» ABOUT THIS EXERCISE: Below are entries. Copy exactly the lines running from the line that holds "pub fn new(store: Store, jobs: Arc<dyn" to the line that holds "update_file_path(Path::new(&job.outputdir), job.jobkey)", with both ends included.

» INFORMATION GIVEN:
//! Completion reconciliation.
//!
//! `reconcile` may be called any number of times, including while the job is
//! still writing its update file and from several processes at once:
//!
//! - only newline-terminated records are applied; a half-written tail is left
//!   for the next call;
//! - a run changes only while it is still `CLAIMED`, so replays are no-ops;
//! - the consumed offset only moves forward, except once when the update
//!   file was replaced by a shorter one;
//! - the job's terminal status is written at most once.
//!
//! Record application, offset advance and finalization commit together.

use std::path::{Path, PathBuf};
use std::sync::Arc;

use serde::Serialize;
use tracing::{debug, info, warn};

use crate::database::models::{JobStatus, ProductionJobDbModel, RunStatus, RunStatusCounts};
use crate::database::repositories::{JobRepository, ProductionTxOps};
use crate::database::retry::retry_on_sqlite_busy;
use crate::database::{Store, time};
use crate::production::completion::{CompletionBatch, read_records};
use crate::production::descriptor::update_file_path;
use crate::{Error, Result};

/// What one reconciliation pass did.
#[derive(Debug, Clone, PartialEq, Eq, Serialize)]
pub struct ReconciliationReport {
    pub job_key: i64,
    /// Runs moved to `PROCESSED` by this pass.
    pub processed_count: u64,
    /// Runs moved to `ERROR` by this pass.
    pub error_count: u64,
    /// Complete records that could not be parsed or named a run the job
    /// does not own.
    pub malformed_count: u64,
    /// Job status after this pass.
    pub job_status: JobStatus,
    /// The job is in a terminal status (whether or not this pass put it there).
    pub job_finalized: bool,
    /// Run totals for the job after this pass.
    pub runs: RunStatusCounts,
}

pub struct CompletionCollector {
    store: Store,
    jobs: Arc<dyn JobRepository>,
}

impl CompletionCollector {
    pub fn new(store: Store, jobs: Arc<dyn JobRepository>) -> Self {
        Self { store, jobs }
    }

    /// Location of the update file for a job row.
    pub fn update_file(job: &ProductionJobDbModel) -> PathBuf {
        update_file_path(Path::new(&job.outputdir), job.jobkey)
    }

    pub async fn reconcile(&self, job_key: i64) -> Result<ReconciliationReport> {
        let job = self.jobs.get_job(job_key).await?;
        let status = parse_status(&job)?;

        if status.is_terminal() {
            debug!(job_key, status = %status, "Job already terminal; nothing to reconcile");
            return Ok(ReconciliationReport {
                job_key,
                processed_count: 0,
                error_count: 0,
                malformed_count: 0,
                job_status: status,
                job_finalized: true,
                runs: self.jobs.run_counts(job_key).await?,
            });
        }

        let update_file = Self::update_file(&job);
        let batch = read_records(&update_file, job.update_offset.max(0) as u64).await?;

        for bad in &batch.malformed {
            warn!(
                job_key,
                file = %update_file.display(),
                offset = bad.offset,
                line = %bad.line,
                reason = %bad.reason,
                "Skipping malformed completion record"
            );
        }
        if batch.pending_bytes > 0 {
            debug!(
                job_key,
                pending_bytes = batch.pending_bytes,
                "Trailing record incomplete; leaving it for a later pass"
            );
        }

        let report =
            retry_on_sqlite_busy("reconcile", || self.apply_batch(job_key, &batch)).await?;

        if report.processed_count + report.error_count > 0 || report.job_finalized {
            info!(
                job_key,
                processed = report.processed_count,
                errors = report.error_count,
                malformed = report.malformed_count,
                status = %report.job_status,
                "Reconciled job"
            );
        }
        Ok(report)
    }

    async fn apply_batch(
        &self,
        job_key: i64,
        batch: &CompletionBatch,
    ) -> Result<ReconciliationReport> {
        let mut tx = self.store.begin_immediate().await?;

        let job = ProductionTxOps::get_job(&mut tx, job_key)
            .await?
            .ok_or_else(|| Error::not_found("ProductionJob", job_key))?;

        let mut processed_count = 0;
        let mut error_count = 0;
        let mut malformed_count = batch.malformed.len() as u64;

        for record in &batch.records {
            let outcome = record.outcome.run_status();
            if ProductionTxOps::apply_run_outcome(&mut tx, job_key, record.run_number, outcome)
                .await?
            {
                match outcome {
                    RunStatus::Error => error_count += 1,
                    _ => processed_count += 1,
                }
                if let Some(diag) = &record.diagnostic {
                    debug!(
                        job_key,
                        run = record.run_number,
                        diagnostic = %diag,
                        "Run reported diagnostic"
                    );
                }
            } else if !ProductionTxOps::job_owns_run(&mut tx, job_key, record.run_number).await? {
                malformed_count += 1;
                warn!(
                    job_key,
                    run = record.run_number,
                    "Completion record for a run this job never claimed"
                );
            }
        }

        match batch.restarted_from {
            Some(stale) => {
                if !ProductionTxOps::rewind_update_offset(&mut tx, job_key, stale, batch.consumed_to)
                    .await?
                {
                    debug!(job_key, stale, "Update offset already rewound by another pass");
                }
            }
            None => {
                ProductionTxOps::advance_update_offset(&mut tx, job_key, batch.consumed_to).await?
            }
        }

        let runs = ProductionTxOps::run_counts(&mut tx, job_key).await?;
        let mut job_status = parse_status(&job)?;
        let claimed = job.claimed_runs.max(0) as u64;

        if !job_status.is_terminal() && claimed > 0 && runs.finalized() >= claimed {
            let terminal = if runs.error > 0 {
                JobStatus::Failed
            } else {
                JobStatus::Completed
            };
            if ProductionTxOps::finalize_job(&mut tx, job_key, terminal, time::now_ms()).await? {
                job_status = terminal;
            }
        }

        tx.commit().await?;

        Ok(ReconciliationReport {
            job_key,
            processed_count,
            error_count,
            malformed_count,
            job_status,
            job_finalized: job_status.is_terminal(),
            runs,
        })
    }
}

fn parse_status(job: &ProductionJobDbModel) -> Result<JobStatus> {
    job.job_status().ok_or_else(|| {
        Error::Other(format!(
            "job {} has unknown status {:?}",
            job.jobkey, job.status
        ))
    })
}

» RESPONSE BELOW:
    pub fn new(store: Store, jobs: Arc<dyn JobRepository>) -> Self {
        Self { store, jobs }
    }

    /// Location of the update file for a job row.
    pub fn update_file(job: &ProductionJobDbModel) -> PathBuf {
        update_file_path(Path::new(&job.outputdir), job.jobkey)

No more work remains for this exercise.